“While we should not be worried, there is some anxiety after reading news reports,” AK Abdul Momen, the foreign minister of Bangladesh, told a television channel in July. He was speaking of the National Register of Citizens, the Indian government’s project to define and identify legal residents of the state of Assam—and, more importantly, to identify and make stateless those who it claims are illegal immigrants. Last year, the NRC provisionally identified around four million supposedly “illegal” people—almost exclusively Muslims—who in the official Indian narrative have been branded “Bengali” infiltrators, from across the border in Bangladesh. Momen’s cautious statement was reported as the first public admission of concern over the NRC by the Bangladesh government. Those the NRC had singled out, he said, had been living in Assam for over 75 years. “They are their citizens,” he insisted, “not ours.”
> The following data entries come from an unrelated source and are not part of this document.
//! Client builder and runtime loop.
//!
//! The [`ClientBuilder`] provides a fluent API for configuring the
//! connection. The [`Client`] manages the lifecycle:
//! 1. Dial the server
//! 2. Spawn the writer task and the read loop
//! 3. Route RPC responses to their waiting callers, everything else to
//!    [`Client::next_message`]
//! 4. Ping the server whenever nothing was written for a while
//!
//! # Example
//!
//! ```no_run
//! use chatwire::Client;
//!
//! #[tokio::main]
//! async fn main() -> chatwire::error::Result<()> {
//!     let mut client = Client::builder().connect("127.0.0.1:8081").await?;
//!
//!     let status = client.login("zhangsan", "123").await?;
//!     assert!(status.success);
//!
//!     client.chat("lisi", "hello").await?;
//!     let greeting = client.hello_service().say_hello("zhangsan").await?;
//!     println!("{}", greeting);
//!
//!     client.close();
//!     Ok(())
//! }
//! ```

use std::collections::VecDeque;
use std::sync::Arc;
use std::time::Duration;

use serde_json::Value;
use tokio::io::{AsyncRead, AsyncReadExt};
use tokio::net::ToSocketAddrs;
use tokio::sync::mpsc;
use tokio::task::JoinHandle;

use crate::codec::{MessageCodec, SerializerKind};
use crate::config::ClientConfig;
use crate::error::{ChatwireError, Result};
use crate::message::{Message, Status};
use crate::protocol::FrameBuffer;
use crate::rpc::{HelloServiceClient, MethodInvocation, PendingCalls, RpcCaller};
use crate::session::{ConnectionHandle, ConnectionId};
use crate::transport;
use crate::writer::spawn_writer_task;

/// Builder for configuring and connecting a client.
pub struct ClientBuilder {
    config: ClientConfig,
}

impl ClientBuilder {
    /// Create a new client builder.
    pub fn new() -> Self {
        Self {
            config: ClientConfig::default(),
        }
    }

    /// Replace the whole configuration.
    pub fn config(mut self, config: ClientConfig) -> Self {
        self.config = config;
        self
    }

    /// Ping after writing nothing for this long (`None` disables).
    ///
    /// Default: 3 seconds
    pub fn write_idle_interval(mut self, interval: Option<Duration>) -> Self {
        self.config.write_idle_interval = interval;
        self
    }

    /// Deadline for RPC calls (`None` waits forever).
    ///
    /// Default: 30 seconds
    pub fn rpc_timeout(mut self, timeout: Option<Duration>) -> Self {
        self.config.rpc_timeout = timeout;
        self
    }

    /// Serializer for frames this client writes.
    ///
    /// Default: JSON
    pub fn serializer(mut self, serializer: SerializerKind) -> Self {
        self.config.serializer = serializer;
        self
    }

    /// Reject frames announcing a larger payload.
    ///
    /// Default: 8 MiB
    pub fn max_payload_size(mut self, size: u32) -> Self {
        self.config.max_payload_size = size;
        self
    }

    /// Set the maximum pending frames for backpressure.
    ///
    /// Default: 1024
    pub fn max_pending_frames(mut self, limit: usize) -> Self {
        self.config.writer.max_pending_frames = limit;
        self
    }

    /// Set the writer channel capacity.
    ///
    /// Default: 1024
    pub fn channel_capacity(mut self, capacity: usize) -> Self {
        self.config.writer.channel_capacity = capacity;
        self
    }

    /// Dial the server and start the background tasks.
    pub async fn connect(self, addr: impl ToSocketAddrs) -> Result<Client> {
        Client::start(addr, self.config).await
    }
}

impl Default for ClientBuilder {
    fn default() -> Self {
        Self::new()
    }
}

/// A connected client.
pub struct Client {
    connection: ConnectionHandle,
    caller: RpcCaller,
    /// Unbounded so a slow reader never holds up RPC responses behind it.
    incoming: mpsc::UnboundedReceiver<Message>,
    /// Messages that arrived while waiting for a specific response.
    backlog: VecDeque<Message>,
    identity: Option<String>,
    reader_task: JoinHandle<()>,
    heartbeat_task: Option<JoinHandle<()>>,
    writer_task: JoinHandle<Result<()>>,
}

impl Client {
    /// Create a new client builder.
    pub fn builder() -> ClientBuilder {
        ClientBuilder::new()
    }

    /// Connect with default configuration.
    pub async fn connect(addr: impl ToSocketAddrs) -> Result<Self> {
        ClientBuilder::new().connect(addr).await
    }

    async fn start(addr: impl ToSocketAddrs, config: ClientConfig) -> Result<Self> {
        let stream = transport::connect(addr).await?;
        let peer = stream.peer_addr()?;
        let (reader, write_half) = stream.into_split();

        let (writer, writer_task) = spawn_writer_task(write_half, config.writer.clone());
        let connection = ConnectionHandle::new(
            ConnectionId::next(),
            writer,
            MessageCodec::new(config.serializer),
        );
        tracing::info!("{}: connected to {}", connection.id(), peer);

        let pending = Arc::new(PendingCalls::new());
        let caller = RpcCaller::new(connection.clone(), pending.clone(), config.rpc_timeout);

        let (incoming_tx, incoming) = mpsc::unbounded_channel();
        let id = connection.id();
        let max_payload_size = config.max_payload_size;
        let reader_task = tokio::spawn(async move {
            match read_loop(reader, max_payload_size, &pending, incoming_tx).await {
                Ok(()) => tracing::info!("{}: server closed the connection", id),
                Err(e) => tracing::warn!("{}: read loop ended: {}", id, e),
            }
            let failed = pending.fail_all(|| ChatwireError::ConnectionClosed);
            if failed > 0 {
                tracing::debug!("{}: failed {} pending calls", id, failed);
            }
        });

        let heartbeat_task = config
            .write_idle_interval
            .map(|interval| tokio::spawn(heartbeat(connection.clone(), interval)));

        Ok(Client {
            connection,
            caller,
            incoming,
            backlog: VecDeque::new(),
            identity: None,
            reader_task,
            heartbeat_task,
            writer_task,
        })
    }

    /// Identity of the last successful login.
    pub fn identity(&self) -> Option<&str> {
        self.identity.as_deref()
    }

    fn require_identity(&self) -> Result<&str> {
        self.identity().ok_or(ChatwireError::NotLoggedIn)
    }

    /// Log in and wait for the server's verdict.
    ///
    /// Messages that arrive before the verdict stay queued for
    /// [`Client::next_message`].
    pub async fn login(&mut self, username: &str, password: &str) -> Result<Status> {
        self.send(&Message::login(username, password)).await?;

        loop {
            match self.incoming.recv().await {
                Some(Message::LoginResponse(status)) => {
                    if status.success {
                        self.identity = Some(username.to_string());
                    }
                    return Ok(status);
                }
                Some(other) => self.backlog.push_back(other),
                None => return Err(ChatwireError::ConnectionClosed),
            }
        }
    }

    /// Queue any message on the connection.
    pub async fn send(&self, message: &Message) -> Result<()> {
        self.connection.send(message).await
    }

    /// Send a direct message from the logged in identity.
    pub async fn chat(&self, to: &str, content: &str) -> Result<()> {
        let from = self.require_identity()?;
        self.send(&Message::chat(from, to, content)).await
    }

    /// Send a message to every other online member of `group`.
    pub async fn group_chat(&self, group: &str, content: &str) -> Result<()> {
        let from = self.require_identity()?;
        self.send(&Message::group_chat(from, group, content)).await
    }

    /// Create a group; the logged in identity is always a member.
    pub async fn group_create<I, S>(&self, group: &str, members: I) -> Result<()>
    where
        I: IntoIterator<Item = S>,
        S: Into<String>,
    {
        let me = self.require_identity()?;
        let members = members
            .into_iter()
            .map(Into::into)
            .chain(std::iter::once(me.to_string()));
        self.send(&Message::group_create(group, members)).await
    }

    /// Ask to join `group` as the logged in identity.
    pub async fn group_join(&self, group: &str) -> Result<()> {
        let me = self.require_identity()?;
        self.send(&Message::group_join(me, group)).await
    }

    /// Ask to leave `group`.
    pub async fn group_quit(&self, group: &str) -> Result<()> {
        let me = self.require_identity()?;
        self.send(&Message::group_quit(me, group)).await
    }

    /// Request the member list; the answer arrives via [`Client::next_message`].
    pub async fn group_members(&self, group: &str) -> Result<()> {
        self.send(&Message::group_members(group)).await
    }

    /// Invoke a remote method and wait for its result.
    pub async fn call(&self, invocation: MethodInvocation) -> Result<Value> {
        self.caller.call(invocation).await
    }

    /// Caller sharing this connection, for use from other tasks.
    pub fn rpc(&self) -> RpcCaller {
        self.caller.clone()
    }

    /// Typed stub for the server's `HelloService`.
    pub fn hello_service(&self) -> HelloServiceClient {
        HelloServiceClient::new(self.rpc())
    }

    /// Next message from the server that is not an RPC response.
    ///
    /// Returns `None` once the connection is closed.
    pub async fn next_message(&mut self) -> Option<Message> {
        if let Some(message) = self.backlog.pop_front() {
            return Some(message);
        }
        self.incoming.recv().await
    }

    /// Whether the read loop is still running.
    pub fn is_connected(&self) -> bool {
        !self.reader_task.is_finished()
    }

    /// Number of RPC calls waiting for a response.
    pub fn pending_calls(&self) -> usize {
        self.caller.pending().len()
    }

    /// Stop all background tasks and close the socket.
    pub fn close(self) {
        tracing::info!("{}: closing", self.connection.id());
        // Drop runs the cleanup
    }
}

impl Drop for Client {
    fn drop(&mut self) {
        if let Some(heartbeat) = &self.heartbeat_task {
            heartbeat.abort();
        }
        self.reader_task.abort();
        self.writer_task.abort();
        self.caller
            .pending()
            .fail_all(|| ChatwireError::ConnectionClosed);
    }
}

/// Read frames, completing RPC calls and forwarding everything else.
async fn read_loop<R: AsyncRead + Unpin>(
    mut reader: R,
    max_payload_size: u32,
    pending: &PendingCalls,
    incoming: mpsc::UnboundedSender<Message>,
) -> Result<()> {
    let codec = MessageCodec::default();
    let mut frame_buffer = FrameBuffer::with_max_payload(max_payload_size);
    let mut buf = vec![0u8; 64 * 1024];

    loop {
        let n = reader.read(&mut buf).await?;
        if n == 0 {
            return Ok(());
        }

        for frame in frame_buffer.push(&buf[..n])? {
            match codec.decode(&frame)? {
                Message::RpcResponse(response) => {
                    pending.complete(response);
                }
                message if message.kind().is_heartbeat() => {}
                message => {
                    // Receiver gone means nobody reads; keep serving RPC
                    let _ = incoming.send(message);
                }
            }
        }
        if let Some(fault) = frame_buffer.take_fault() {
            return Err(fault);
        }
    }
}

/// Send a ping whenever the connection has been write-idle for `interval`.
async fn heartbeat(connection: ConnectionHandle, interval: Duration) {
    loop {
        let idle = connection.writer().idle_for();
        if idle < interval {
            tokio::time::sleep(interval - idle).await;
            continue;
        }
        if let Err(e) = connection.send(&Message::Ping).await {
            tracing::debug!("{}: heartbeat stopped: {}", connection.id(), e);
            return;
        }
        tracing::trace!("{}: ping", connection.id());
    }
}
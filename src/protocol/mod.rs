//! Byte-level framing.
//!
//! Turns a TCP byte stream into [`Frame`]s and back. Payloads stay opaque
//! here; [`crate::codec`] gives them meaning.

mod frame;
mod frame_buffer;
mod wire_format;

pub use frame::{build_frame, Frame};
pub use frame_buffer::FrameBuffer;
pub use wire_format::{
    Header, ABSOLUTE_MAX_PAYLOAD_SIZE, DEFAULT_MAX_PAYLOAD_SIZE, HEADER_SIZE, MAGIC, NO_CALL_ID,
    PAD_BYTE, PROTOCOL_VERSION,
};
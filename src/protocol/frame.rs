//! A decoded frame: validated header plus the raw payload bytes.

use bytes::Bytes;

use super::wire_format::{Header, HEADER_SIZE};

/// One complete unit read off the wire. The payload is still serialized.
#[derive(Debug, Clone, PartialEq, Eq)]
pub struct Frame {
    pub header: Header,
    pub payload: Bytes,
}

impl Frame {
    /// Frame over `payload` without copying.
    pub fn new(header: Header, payload: Bytes) -> Self {
        Self { header, payload }
    }

    /// Frame over a copy of `payload`. Handy in tests.
    pub fn from_parts(header: Header, payload: &[u8]) -> Self {
        Self::new(header, Bytes::copy_from_slice(payload))
    }

    #[inline]
    pub fn payload(&self) -> &[u8] {
        &self.payload
    }

    /// Message kind tag.
    #[inline]
    pub fn kind(&self) -> u8 {
        self.header.kind
    }

    /// Serializer id the sender wrote the payload with.
    #[inline]
    pub fn serializer(&self) -> u8 {
        self.header.serializer
    }

    #[inline]
    pub fn call_id(&self) -> i32 {
        self.header.call_id
    }
}

/// Header and payload as one contiguous buffer.
///
/// ```
/// use chatwire::protocol::{build_frame, Header, HEADER_SIZE};
///
/// let bytes = build_frame(&Header::new(1, 14, 0, 0), b"");
/// assert_eq!(bytes.len(), HEADER_SIZE);
/// ```
pub fn build_frame(header: &Header, payload: &[u8]) -> Vec<u8> {
    let mut out = Vec::with_capacity(HEADER_SIZE + payload.len());
    out.extend_from_slice(&header.encode());
    out.extend_from_slice(payload);
    out
}

#[cfg(test)]
mod tests {
    use super::*;
    use crate::protocol::FrameBuffer;

    #[test]
    fn test_accessors_read_header() {
        let frame = Frame::from_parts(Header::new(0, 12, 42, 4), b"team");

        assert_eq!(frame.kind(), 12);
        assert_eq!(frame.serializer(), 0);
        assert_eq!(frame.call_id(), 42);
        assert_eq!(frame.payload(), b"team");
    }

    #[test]
    fn test_build_frame_layout() {
        let header = Header::new(1, 2, 0, 5);
        let bytes = build_frame(&header, b"hello");

        assert_eq!(bytes.len(), HEADER_SIZE + 5);
        assert_eq!(Header::decode(&bytes).unwrap(), Some(header));
        assert_eq!(&bytes[HEADER_SIZE..], b"hello");
    }

    #[test]
    fn test_built_frame_is_read_back_whole() {
        let bytes = build_frame(&Header::new(0, 101, 456, 10), b"0123456789");

        let frames = FrameBuffer::new().push(&bytes).unwrap();

        assert_eq!(frames.len(), 1);
        assert_eq!(frames[0].call_id(), 456);
        assert_eq!(frames[0].payload(), b"0123456789");
    }
}
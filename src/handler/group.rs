//! Group creation and membership.

use super::reasons::{added_to_group, GROUP_EXISTS, NOT_LOGGED_IN, NO_SUCH_GROUP};
use super::registry::unexpected;
use super::{ConnectionContext, HandlerResult};
use crate::message::{GroupMembersResponse, Message, Status};

pub(super) async fn create(message: Message, ctx: ConnectionContext) -> HandlerResult {
    let request = match message {
        Message::GroupCreateRequest(request) => request,
        other => return Err(unexpected(other.kind())),
    };

    if !ctx
        .registry()
        .create_group(request.group.as_str(), request.members.iter().cloned())
    {
        return ctx
            .respond(&Message::GroupCreateResponse(Status::fail(GROUP_EXISTS)))
            .await;
    }
    tracing::info!(
        "{}: group {} created with {} members",
        ctx.connection_id(),
        request.group,
        request.members.len()
    );

    ctx.respond(&Message::GroupCreateResponse(Status::ok(format!(
        "group {} created",
        request.group
    ))))
    .await?;

    let notice = Message::GroupCreateResponse(Status::ok(added_to_group(&request.group)));
    let members = ctx
        .registry()
        .member_connections(&request.group)
        .unwrap_or_default();
    for (member, connection) in members {
        let Some(connection) = connection else {
            continue;
        };
        if connection.id() == ctx.connection_id() {
            continue;
        }
        if let Err(e) = ctx.send_to(&connection, &notice).await {
            tracing::debug!("group {}: notice to {} failed: {}", request.group, member, e);
        }
    }
    Ok(())
}

pub(super) async fn join(message: Message, ctx: ConnectionContext) -> HandlerResult {
    let request = match message {
        Message::GroupJoinRequest(request) => request,
        other => return Err(unexpected(other.kind())),
    };
    let Some(username) = ctx.identity() else {
        return ctx
            .respond(&Message::GroupJoinResponse(Status::fail(NOT_LOGGED_IN)))
            .await;
    };

    let status = if ctx.registry().join_group(&request.group, username) {
        Status::ok(format!("joined group {}", request.group))
    } else {
        Status::fail(NO_SUCH_GROUP)
    };
    ctx.respond(&Message::GroupJoinResponse(status)).await
}

pub(super) async fn quit(message: Message, ctx: ConnectionContext) -> HandlerResult {
    let request = match message {
        Message::GroupQuitRequest(request) => request,
        other => return Err(unexpected(other.kind())),
    };
    let Some(username) = ctx.identity() else {
        return ctx
            .respond(&Message::GroupQuitResponse(Status::fail(NOT_LOGGED_IN)))
            .await;
    };

    let status = if ctx.registry().quit_group(&request.group, &username) {
        Status::ok(format!("left group {}", request.group))
    } else {
        Status::fail(NO_SUCH_GROUP)
    };
    ctx.respond(&Message::GroupQuitResponse(status)).await
}

pub(super) async fn members(message: Message, ctx: ConnectionContext) -> HandlerResult {
    let request = match message {
        Message::GroupMembersRequest(request) => request,
        other => return Err(unexpected(other.kind())),
    };

    let response = match ctx.registry().members_of(&request.group) {
        Some(members) => GroupMembersResponse {
            success: true,
            reason: String::new(),
            members,
        },
        None => GroupMembersResponse {
            success: false,
            reason: NO_SUCH_GROUP.to_string(),
            members: Default::default(),
        },
    };
    ctx.respond(&Message::GroupMembersResponse(response)).await
}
India has not said what it plans to do with those the NRC tags as outsiders and renders stateless. But in Bangladesh, few have any doubts as to what the eventual goal is—and many raise warnings in sharper terms than Momen did. Shaheen Afroze, a research director at a think tank under the country’s foreign ministry, told me that the Assamese Muslims targeted by the NRC “are not only an internal issue of India anymore, because their intended eviction destination is Bangladesh.”
Bangladesh has seen this tragic charade before—across its other international border, with Buddhist-majority Myanmar. There too, a Muslim people, the Rohingya, are considered illegal though they have lived in the country for many generations. There too, they are being pushed out to further narrow domestic political ends, and are portrayed as “Bangladeshis.” Since 2017 alone, three quarters of a million Rohingyas have been pushed out of Myanmar by force.